The newspaper report is given in full below. It must be remembered that, however appalling William Smithman’s experience in Mississippi was, the black people of the American South lived with the fear of this – and worse – every day of their lives.
Leeds Mercury, 3 January 1861: “BARBAROUS TREATMENT OF AN ENGLISHMAN BY AMERICAN SLAVEHOLDERS. (from the Misssouri Democrat.)
“St. Louis, Dec. 8. A respectable-looking man, named at W. Smithyman, a native of England, and for years a resident of Juneau county, Wisconsin, arrived in the city on Tuesday, from Memphis, by the steamboat J. D. Perry. Mr. Smithyman was driven from Mississippi last week, after suffering severe injuries for crimes alleged against him, but of which he declares his entire innocence. He was formerly employed in the city a few weeks as a miller in the Planters’ Mills, on Franklin-avenue, and went to Mississippi for employment in June last.

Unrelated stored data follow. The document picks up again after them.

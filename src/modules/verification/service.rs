//! Email-confirmed account changes.
//!
//! Every change runs in three phases: a request writes the pending value to the
//! ledger and mails a link, a confirm applies it, and for email changes and
//! account deletion a cancel discards it. Confirming a credential change or a
//! deletion also ends every session of the account.

use chrono::Utc;
use tracing::{info, instrument};
use uuid::Uuid;

use warden_core::{AuthError, verify_password};
use warden_models::{SignupMethod, User, VerificationKind};
use warden_notify::{EmailMessage, EmailTemplate};

use crate::metrics::track_verification;
use crate::modules::verification::ledger::{Resolved, VerificationLedger};
use crate::state::AppState;

pub struct VerificationService;

impl VerificationService {
    // Request phase

    #[instrument(skip(state, new_email))]
    pub async fn request_update_email(
        state: &AppState,
        user_id: Uuid,
        new_email: &str,
    ) -> Result<(), AuthError> {
        let new_email = state.rules.validate_email(new_email)?;
        let user = plain_user(state, user_id).await?;

        if user.email == new_email {
            return Err(AuthError::NoChange);
        }
        if state.store.user_exists_by_email(&new_email).await? {
            return Err(AuthError::DuplicateKey);
        }

        let kind = VerificationKind::UpdateEmail;
        let token = VerificationLedger::begin(
            state.store.as_ref(),
            user_id,
            kind,
            new_email.clone(),
            state.verification_config.update_ttl,
        )
        .await?;

        state.dispatcher.email(
            EmailMessage::new(&new_email, &user.username, EmailTemplate::ConfirmEmailChange)
                .with_link(
                    kind,
                    state.email_config.link("verify/email", &token),
                    &token,
                ),
        );
        // The old address can undo a change it did not ask for.
        state.dispatcher.email(
            EmailMessage::new(&user.email, &user.username, EmailTemplate::CancelEmailChange)
                .with_link(
                    kind,
                    state.email_config.link("verify/email/cancel", &token),
                    &token,
                ),
        );

        requested(user_id, kind);
        Ok(())
    }

    #[instrument(skip(state))]
    pub async fn request_update_username(
        state: &AppState,
        user_id: Uuid,
        new_username: &str,
    ) -> Result<(), AuthError> {
        state.rules.validate_username(new_username)?;
        let user = plain_user(state, user_id).await?;

        if user.username == new_username {
            return Err(AuthError::NoChange);
        }
        if state.store.user_exists(new_username).await? {
            return Err(AuthError::DuplicateKey);
        }

        let kind = VerificationKind::UpdateUsername;
        let token = VerificationLedger::begin(
            state.store.as_ref(),
            user_id,
            kind,
            new_username.to_string(),
            state.verification_config.update_ttl,
        )
        .await?;

        state.dispatcher.email(
            EmailMessage::new(&user.email, &user.username, EmailTemplate::ConfirmUsernameChange)
                .with_link(
                    kind,
                    state.email_config.link("verify/username", &token),
                    token,
                ),
        );

        requested(user_id, kind);
        Ok(())
    }

    /// The new password is hashed here; the ledger only ever holds the hash.
    #[instrument(skip(state, current_password, new_password))]
    pub async fn request_update_password(
        state: &AppState,
        user_id: Uuid,
        current_password: &str,
        new_password: &str,
    ) -> Result<(), AuthError> {
        state.rules.check_credentials(current_password, new_password)?;
        let user = plain_user(state, user_id).await?;

        let current_hash = state
            .store
            .get_user_password_by_id(user_id)
            .await?
            .ok_or(AuthError::InvalidSignupMethod)?;

        if !verify_password(current_password, &current_hash) {
            return Err(AuthError::IncorrectPassword);
        }
        if current_password == new_password {
            return Err(AuthError::NoChange);
        }

        let kind = VerificationKind::UpdatePassword;
        let token = VerificationLedger::begin(
            state.store.as_ref(),
            user_id,
            kind,
            state.hash_password(new_password)?,
            state.verification_config.update_ttl,
        )
        .await?;

        state.dispatcher.email(
            EmailMessage::new(&user.email, &user.username, EmailTemplate::ConfirmPasswordChange)
                .with_link(
                    kind,
                    state.email_config.link("verify/password", &token),
                    token,
                ),
        );

        requested(user_id, kind);
        Ok(())
    }

    /// Available to every signup method.
    #[instrument(skip(state))]
    pub async fn request_delete_account(state: &AppState, user_id: Uuid) -> Result<(), AuthError> {
        let user = existing_user(state, user_id).await?;

        let kind = VerificationKind::DeleteAccount;
        let token = VerificationLedger::begin(
            state.store.as_ref(),
            user_id,
            kind,
            String::new(),
            state.verification_config.delete_ttl,
        )
        .await?;

        state.dispatcher.email(
            EmailMessage::new(&user.email, &user.username, EmailTemplate::ConfirmAccountDeletion)
                .with_link(
                    kind,
                    state.email_config.link("verify/delete", &token),
                    &token,
                ),
        );
        state.dispatcher.email(
            EmailMessage::new(&user.email, &user.username, EmailTemplate::CancelAccountDeletion)
                .with_link(
                    kind,
                    state.email_config.link("verify/delete/cancel", &token),
                    &token,
                ),
        );

        requested(user_id, kind);
        Ok(())
    }

    // Confirm phase

    #[instrument(skip_all)]
    pub async fn confirm_signup(state: &AppState, token: &str) -> Result<(), AuthError> {
        let resolved = confirm(state, token, VerificationKind::Signup).await?;

        state.store.set_is_verified(resolved.user_id, true).await?;

        info!(user_id = %resolved.user_id, "Signup confirmed");
        if let Some(user) = state.store.get_user(resolved.user_id).await? {
            state.dispatcher.webhook(&user.username, "Account verified");
        }
        Ok(())
    }

    #[instrument(skip_all)]
    pub async fn confirm_update_email(state: &AppState, token: &str) -> Result<(), AuthError> {
        let resolved = confirm(state, token, VerificationKind::UpdateEmail).await?;

        state
            .store
            .set_user_email(resolved.user_id, &resolved.pending_value)
            .await?;
        applied(state, &resolved, "Email address changed").await
    }

    #[instrument(skip_all)]
    pub async fn confirm_update_username(state: &AppState, token: &str) -> Result<(), AuthError> {
        let resolved = confirm(state, token, VerificationKind::UpdateUsername).await?;

        state
            .store
            .set_username(resolved.user_id, &resolved.pending_value)
            .await?;
        applied(state, &resolved, "Username changed").await
    }

    #[instrument(skip_all)]
    pub async fn confirm_update_password(state: &AppState, token: &str) -> Result<(), AuthError> {
        let resolved = confirm(state, token, VerificationKind::UpdatePassword).await?;

        state
            .store
            .set_user_password(resolved.user_id, &resolved.pending_value)
            .await?;
        applied(state, &resolved, "Password changed").await
    }

    #[instrument(skip_all)]
    pub async fn confirm_delete_account(state: &AppState, token: &str) -> Result<(), AuthError> {
        let resolved = confirm(state, token, VerificationKind::DeleteAccount).await?;

        let user = state.store.get_user(resolved.user_id).await?;
        state.store.delete_user(resolved.user_id).await?;

        info!(user_id = %resolved.user_id, "Account deleted");
        if let Some(user) = user {
            state.dispatcher.webhook(&user.username, "Account deleted");
        }
        Ok(())
    }

    // Cancel phase

    /// Discards a pending email change. Sessions are ended too, since the
    /// owner of the old address is reclaiming the account.
    #[instrument(skip_all)]
    pub async fn cancel_update_email(state: &AppState, token: &str) -> Result<(), AuthError> {
        let resolved = cancel(state, token, VerificationKind::UpdateEmail).await?;

        state.store.set_refresh_token(resolved.user_id, "").await?;

        if let Some(user) = state.store.get_user(resolved.user_id).await? {
            state
                .dispatcher
                .webhook(&user.username, "Email change cancelled");
        }
        Ok(())
    }

    #[instrument(skip_all)]
    pub async fn cancel_delete_account(state: &AppState, token: &str) -> Result<(), AuthError> {
        let resolved = cancel(state, token, VerificationKind::DeleteAccount).await?;

        if let Some(user) = state.store.get_user(resolved.user_id).await? {
            state
                .dispatcher
                .webhook(&user.username, "Account deletion cancelled");
        }
        Ok(())
    }
}

async fn existing_user(state: &AppState, user_id: Uuid) -> Result<User, AuthError> {
    state
        .store
        .get_user(user_id)
        .await?
        .ok_or(AuthError::NoUserFound)
}

/// Credential changes are only offered to password accounts.
async fn plain_user(state: &AppState, user_id: Uuid) -> Result<User, AuthError> {
    let user = existing_user(state, user_id).await?;
    if user.signup_method != SignupMethod::Plain {
        return Err(AuthError::InvalidSignupMethod);
    }
    Ok(user)
}

fn requested(user_id: Uuid, kind: VerificationKind) {
    info!(user_id = %user_id, kind = %kind, "Verification requested");
    track_verification(kind.as_str(), "requested");
}

async fn resolve_kind(
    state: &AppState,
    token: &str,
    expected: VerificationKind,
) -> Result<Resolved, AuthError> {
    if token.is_empty() {
        return Err(AuthError::EmptyToken);
    }

    let resolved = VerificationLedger::resolve(state.store.as_ref(), token).await?;
    if resolved.kind != expected {
        return Err(AuthError::InvalidVerificationType);
    }
    Ok(resolved)
}

/// Resolves, checks kind and expiry, then consumes the token. Only the caller
/// that wins the consume goes on to apply the change.
async fn confirm(
    state: &AppState,
    token: &str,
    expected: VerificationKind,
) -> Result<Resolved, AuthError> {
    let resolved = resolve_kind(state, token, expected).await?;
    if resolved.is_expired_at(Utc::now()) {
        return Err(AuthError::InvalidToken);
    }

    VerificationLedger::consume(state.store.as_ref(), resolved.user_id, token).await?;
    track_verification(expected.as_str(), "confirmed");
    Ok(resolved)
}

async fn cancel(
    state: &AppState,
    token: &str,
    expected: VerificationKind,
) -> Result<Resolved, AuthError> {
    let resolved = resolve_kind(state, token, expected).await?;

    VerificationLedger::consume(state.store.as_ref(), resolved.user_id, token).await?;
    info!(user_id = %resolved.user_id, kind = %expected, "Verification cancelled");
    track_verification(expected.as_str(), "cancelled");
    Ok(resolved)
}

/// Ends every session and tells the account owner an update went through.
async fn applied(state: &AppState, resolved: &Resolved, event: &str) -> Result<(), AuthError> {
    debug_assert!(resolved.kind.revokes_sessions());
    state.store.set_refresh_token(resolved.user_id, "").await?;

    info!(user_id = %resolved.user_id, kind = %resolved.kind, "Verified change applied");
    if let Some(user) = state.store.get_user(resolved.user_id).await? {
        state.dispatcher.email(EmailMessage::new(
            &user.email,
            &user.username,
            EmailTemplate::ChangeApplied,
        ));
        state.dispatcher.webhook(&user.username, event);
    }
    Ok(())
}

He bore letters of recommendation and character, and obtained work in Panola and De Soto counties, near the Tennessee line. He worked for several persons, dressing mill stones, and met with no opposition from any person whatever, until a week ago yesterday, when he started from Looxahomie, De Soto county, for Senatobia station, on the Tennessee and Mississippi railroad, 7 miles distant, employing a negro to carry himself and trunk in a waggon to the railroad. He was then on his way to Memphis. Arriving at Senatobia after dark, he proceeded to lock up some freight for the negro’s owner, and in doing so went into the freight depot. While there three or four persons approached, and asked him where he was going and what he was doing. He told them he was looking for some freight from Looxahomie, but they charged him with being an Abolitionist and a suspicious person, and seized and threw him into a freight-car, which they locked, and then went up into the village to tell the story. The negro was also arrested, and, as afterwards appeared, was threatened with instant death if he did not confess that the man in the freight-car heard endeavoured to persuade him to run off.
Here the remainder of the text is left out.